─── Dataset content ───
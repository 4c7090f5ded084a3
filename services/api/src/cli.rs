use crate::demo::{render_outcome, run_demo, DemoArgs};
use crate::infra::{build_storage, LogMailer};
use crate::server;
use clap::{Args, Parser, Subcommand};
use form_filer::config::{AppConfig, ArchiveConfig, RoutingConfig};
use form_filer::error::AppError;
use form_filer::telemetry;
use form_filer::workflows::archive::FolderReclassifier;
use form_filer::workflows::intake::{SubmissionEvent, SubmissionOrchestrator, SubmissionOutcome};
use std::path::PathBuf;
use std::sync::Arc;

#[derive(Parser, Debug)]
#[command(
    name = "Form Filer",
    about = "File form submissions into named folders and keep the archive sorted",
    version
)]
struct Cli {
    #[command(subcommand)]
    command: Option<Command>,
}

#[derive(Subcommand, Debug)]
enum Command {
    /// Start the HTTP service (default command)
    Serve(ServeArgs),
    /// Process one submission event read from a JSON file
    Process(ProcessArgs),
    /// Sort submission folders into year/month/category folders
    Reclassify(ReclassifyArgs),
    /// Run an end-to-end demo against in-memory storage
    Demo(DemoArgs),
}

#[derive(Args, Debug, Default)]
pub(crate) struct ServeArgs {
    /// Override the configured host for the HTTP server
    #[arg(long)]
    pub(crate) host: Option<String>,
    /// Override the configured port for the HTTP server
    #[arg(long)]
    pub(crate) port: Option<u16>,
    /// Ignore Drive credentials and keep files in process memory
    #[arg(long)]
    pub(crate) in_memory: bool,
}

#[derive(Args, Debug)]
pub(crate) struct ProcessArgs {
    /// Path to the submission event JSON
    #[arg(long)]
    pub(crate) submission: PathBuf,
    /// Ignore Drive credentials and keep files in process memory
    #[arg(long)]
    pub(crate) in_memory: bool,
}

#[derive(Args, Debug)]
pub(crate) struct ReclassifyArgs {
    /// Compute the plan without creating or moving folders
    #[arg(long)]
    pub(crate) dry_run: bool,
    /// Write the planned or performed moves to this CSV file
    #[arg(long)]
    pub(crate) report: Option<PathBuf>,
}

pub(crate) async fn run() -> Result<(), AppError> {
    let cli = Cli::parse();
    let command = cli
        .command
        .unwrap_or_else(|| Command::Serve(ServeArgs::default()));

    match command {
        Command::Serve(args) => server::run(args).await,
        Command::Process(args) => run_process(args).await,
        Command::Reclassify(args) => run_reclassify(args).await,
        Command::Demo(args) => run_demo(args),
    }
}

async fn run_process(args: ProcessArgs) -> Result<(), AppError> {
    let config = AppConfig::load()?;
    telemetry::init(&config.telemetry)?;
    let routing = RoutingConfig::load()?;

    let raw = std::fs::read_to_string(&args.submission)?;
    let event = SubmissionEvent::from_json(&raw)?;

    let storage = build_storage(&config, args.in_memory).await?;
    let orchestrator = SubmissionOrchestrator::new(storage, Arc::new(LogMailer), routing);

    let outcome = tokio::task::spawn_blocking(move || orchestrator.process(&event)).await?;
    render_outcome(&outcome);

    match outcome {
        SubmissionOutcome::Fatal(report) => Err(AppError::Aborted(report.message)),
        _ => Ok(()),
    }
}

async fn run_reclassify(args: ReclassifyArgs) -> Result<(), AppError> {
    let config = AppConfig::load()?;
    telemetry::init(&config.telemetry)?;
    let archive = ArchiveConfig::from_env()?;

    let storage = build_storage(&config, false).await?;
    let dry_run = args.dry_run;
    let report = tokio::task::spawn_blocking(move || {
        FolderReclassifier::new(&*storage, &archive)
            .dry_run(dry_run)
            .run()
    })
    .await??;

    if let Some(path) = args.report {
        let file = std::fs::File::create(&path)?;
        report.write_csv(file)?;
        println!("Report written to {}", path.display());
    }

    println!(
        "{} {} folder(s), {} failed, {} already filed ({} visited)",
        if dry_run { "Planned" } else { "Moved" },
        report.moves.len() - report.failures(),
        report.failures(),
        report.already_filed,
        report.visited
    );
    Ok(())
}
───
─── Dataset content ───
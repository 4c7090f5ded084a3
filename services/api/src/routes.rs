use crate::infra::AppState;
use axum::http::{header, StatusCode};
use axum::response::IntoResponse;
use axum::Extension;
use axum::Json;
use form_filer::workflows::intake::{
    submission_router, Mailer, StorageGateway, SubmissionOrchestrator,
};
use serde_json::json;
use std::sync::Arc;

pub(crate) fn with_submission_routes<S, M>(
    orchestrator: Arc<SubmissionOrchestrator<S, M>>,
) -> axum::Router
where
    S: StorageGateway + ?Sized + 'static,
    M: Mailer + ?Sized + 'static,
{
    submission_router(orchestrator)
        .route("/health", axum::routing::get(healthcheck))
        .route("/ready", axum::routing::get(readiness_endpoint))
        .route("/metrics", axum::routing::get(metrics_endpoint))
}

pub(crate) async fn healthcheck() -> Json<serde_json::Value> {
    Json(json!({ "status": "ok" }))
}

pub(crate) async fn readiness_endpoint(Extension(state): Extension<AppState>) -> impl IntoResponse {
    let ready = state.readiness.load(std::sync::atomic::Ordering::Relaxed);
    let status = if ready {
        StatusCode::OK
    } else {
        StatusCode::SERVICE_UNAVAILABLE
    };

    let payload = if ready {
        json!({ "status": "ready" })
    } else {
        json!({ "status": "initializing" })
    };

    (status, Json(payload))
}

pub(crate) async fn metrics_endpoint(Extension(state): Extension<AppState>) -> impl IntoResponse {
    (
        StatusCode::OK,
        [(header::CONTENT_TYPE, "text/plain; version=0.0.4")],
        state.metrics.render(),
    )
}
───
─── Dataset content ───
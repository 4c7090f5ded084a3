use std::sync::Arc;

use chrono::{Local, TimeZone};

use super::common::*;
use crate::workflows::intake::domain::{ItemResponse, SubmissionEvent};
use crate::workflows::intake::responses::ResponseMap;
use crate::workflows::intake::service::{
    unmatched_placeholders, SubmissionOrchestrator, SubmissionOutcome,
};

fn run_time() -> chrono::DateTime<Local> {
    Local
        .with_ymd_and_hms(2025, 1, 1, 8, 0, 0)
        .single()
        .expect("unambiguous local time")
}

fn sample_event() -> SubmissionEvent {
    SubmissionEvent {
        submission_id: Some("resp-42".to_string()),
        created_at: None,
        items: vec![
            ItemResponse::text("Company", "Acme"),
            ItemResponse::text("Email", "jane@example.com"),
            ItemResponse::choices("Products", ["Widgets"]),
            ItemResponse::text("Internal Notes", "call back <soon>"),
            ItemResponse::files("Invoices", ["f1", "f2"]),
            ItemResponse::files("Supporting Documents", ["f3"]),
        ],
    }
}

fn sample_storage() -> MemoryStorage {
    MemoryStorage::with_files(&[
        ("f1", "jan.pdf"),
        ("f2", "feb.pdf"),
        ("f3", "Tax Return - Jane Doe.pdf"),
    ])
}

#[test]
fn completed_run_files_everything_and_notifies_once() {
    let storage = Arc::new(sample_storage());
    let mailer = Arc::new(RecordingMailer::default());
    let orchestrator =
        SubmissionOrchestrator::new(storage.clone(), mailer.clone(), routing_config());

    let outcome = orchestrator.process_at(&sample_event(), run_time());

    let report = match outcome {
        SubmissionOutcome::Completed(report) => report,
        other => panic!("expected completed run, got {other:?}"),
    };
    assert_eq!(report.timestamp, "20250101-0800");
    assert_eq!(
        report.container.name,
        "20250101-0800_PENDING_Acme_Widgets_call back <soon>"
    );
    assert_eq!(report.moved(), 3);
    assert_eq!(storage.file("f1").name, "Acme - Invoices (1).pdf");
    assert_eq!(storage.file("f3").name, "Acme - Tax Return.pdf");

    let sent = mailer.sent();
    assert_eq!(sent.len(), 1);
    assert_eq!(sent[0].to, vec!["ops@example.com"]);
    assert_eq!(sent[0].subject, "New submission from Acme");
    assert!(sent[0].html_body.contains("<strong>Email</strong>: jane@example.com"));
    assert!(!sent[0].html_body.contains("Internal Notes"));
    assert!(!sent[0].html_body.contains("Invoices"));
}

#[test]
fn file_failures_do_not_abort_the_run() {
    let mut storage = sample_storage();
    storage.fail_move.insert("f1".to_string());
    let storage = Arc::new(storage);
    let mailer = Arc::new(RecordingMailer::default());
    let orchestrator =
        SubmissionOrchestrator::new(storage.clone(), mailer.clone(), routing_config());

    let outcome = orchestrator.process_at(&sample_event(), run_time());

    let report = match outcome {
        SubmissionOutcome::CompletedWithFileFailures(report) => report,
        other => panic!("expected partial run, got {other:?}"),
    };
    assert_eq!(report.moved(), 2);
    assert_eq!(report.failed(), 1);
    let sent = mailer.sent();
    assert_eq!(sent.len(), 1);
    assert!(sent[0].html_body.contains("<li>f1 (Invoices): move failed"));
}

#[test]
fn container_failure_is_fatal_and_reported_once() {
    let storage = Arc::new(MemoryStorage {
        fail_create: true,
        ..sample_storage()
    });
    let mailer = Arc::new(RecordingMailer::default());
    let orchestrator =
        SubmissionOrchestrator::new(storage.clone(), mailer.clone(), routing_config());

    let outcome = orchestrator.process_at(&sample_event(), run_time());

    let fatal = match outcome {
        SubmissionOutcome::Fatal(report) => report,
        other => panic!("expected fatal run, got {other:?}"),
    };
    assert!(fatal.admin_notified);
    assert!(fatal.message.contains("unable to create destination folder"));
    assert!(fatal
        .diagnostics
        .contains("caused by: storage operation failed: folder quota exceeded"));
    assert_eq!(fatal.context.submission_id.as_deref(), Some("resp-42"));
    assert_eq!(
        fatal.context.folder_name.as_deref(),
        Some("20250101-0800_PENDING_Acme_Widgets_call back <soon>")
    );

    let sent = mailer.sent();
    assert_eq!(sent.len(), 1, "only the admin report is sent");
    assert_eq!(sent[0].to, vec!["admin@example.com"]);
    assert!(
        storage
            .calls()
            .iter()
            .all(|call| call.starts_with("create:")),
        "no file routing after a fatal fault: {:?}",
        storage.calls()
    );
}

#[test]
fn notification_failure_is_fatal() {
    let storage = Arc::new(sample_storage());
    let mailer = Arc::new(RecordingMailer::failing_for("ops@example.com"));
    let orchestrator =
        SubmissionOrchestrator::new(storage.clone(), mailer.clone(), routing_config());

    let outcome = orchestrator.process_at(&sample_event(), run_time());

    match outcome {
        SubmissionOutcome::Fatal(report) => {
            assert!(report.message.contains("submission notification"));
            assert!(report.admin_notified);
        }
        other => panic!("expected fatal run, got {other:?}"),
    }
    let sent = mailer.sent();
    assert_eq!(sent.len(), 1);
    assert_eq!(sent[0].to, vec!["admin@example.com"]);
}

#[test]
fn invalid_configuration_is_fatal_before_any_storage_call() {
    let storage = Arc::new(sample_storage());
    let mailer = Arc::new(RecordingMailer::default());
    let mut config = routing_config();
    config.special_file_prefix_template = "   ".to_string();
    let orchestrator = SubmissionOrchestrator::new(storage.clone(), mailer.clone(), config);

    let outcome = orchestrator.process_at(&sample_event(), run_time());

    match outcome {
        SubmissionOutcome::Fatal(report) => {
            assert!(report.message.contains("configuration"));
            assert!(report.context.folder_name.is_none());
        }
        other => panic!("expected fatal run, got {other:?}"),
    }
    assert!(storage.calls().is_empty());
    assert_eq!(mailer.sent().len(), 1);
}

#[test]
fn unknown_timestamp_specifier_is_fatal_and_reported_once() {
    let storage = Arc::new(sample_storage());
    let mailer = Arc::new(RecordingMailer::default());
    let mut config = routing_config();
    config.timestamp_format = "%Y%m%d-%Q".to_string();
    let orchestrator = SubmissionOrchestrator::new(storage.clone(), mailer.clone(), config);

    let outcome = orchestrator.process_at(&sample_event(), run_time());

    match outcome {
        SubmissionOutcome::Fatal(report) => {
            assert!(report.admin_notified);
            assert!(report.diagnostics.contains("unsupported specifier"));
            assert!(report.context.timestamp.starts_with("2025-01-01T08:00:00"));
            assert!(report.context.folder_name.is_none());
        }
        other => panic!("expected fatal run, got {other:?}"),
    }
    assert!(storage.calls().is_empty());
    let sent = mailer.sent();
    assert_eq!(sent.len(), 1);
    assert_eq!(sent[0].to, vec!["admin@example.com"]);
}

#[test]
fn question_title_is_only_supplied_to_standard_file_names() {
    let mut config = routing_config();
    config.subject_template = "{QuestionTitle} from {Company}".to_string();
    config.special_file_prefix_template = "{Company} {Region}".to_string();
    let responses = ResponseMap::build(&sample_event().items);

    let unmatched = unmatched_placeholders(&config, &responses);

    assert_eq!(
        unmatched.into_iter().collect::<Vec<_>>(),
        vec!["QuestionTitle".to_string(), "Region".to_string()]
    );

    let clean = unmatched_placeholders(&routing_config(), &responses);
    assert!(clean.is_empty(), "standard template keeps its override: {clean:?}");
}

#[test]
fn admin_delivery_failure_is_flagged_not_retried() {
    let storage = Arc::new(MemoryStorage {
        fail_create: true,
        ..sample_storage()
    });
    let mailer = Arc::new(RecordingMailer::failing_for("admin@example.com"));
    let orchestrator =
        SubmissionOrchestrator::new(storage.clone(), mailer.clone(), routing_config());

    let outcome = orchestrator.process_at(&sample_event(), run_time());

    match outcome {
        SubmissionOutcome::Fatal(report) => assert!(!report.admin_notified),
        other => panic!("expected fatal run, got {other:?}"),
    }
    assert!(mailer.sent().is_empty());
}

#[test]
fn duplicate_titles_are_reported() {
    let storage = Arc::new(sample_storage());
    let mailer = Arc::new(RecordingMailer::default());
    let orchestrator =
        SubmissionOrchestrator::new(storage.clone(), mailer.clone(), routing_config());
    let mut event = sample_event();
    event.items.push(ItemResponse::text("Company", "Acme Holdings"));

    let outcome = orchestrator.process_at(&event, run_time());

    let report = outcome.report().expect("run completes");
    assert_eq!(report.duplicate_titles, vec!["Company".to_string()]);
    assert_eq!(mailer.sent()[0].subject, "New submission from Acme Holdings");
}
───
_Directions_: Copy out each line in the listing that has the word "Some".

_Reply_:
    if let Some(path) = args.report {
        submission_id: Some("resp-42".to_string()),
    assert_eq!(fatal.context.submission_id.as_deref(), Some("resp-42"));
        Some("20250101-0800_PENDING_Acme_Widgets_call back <soon>")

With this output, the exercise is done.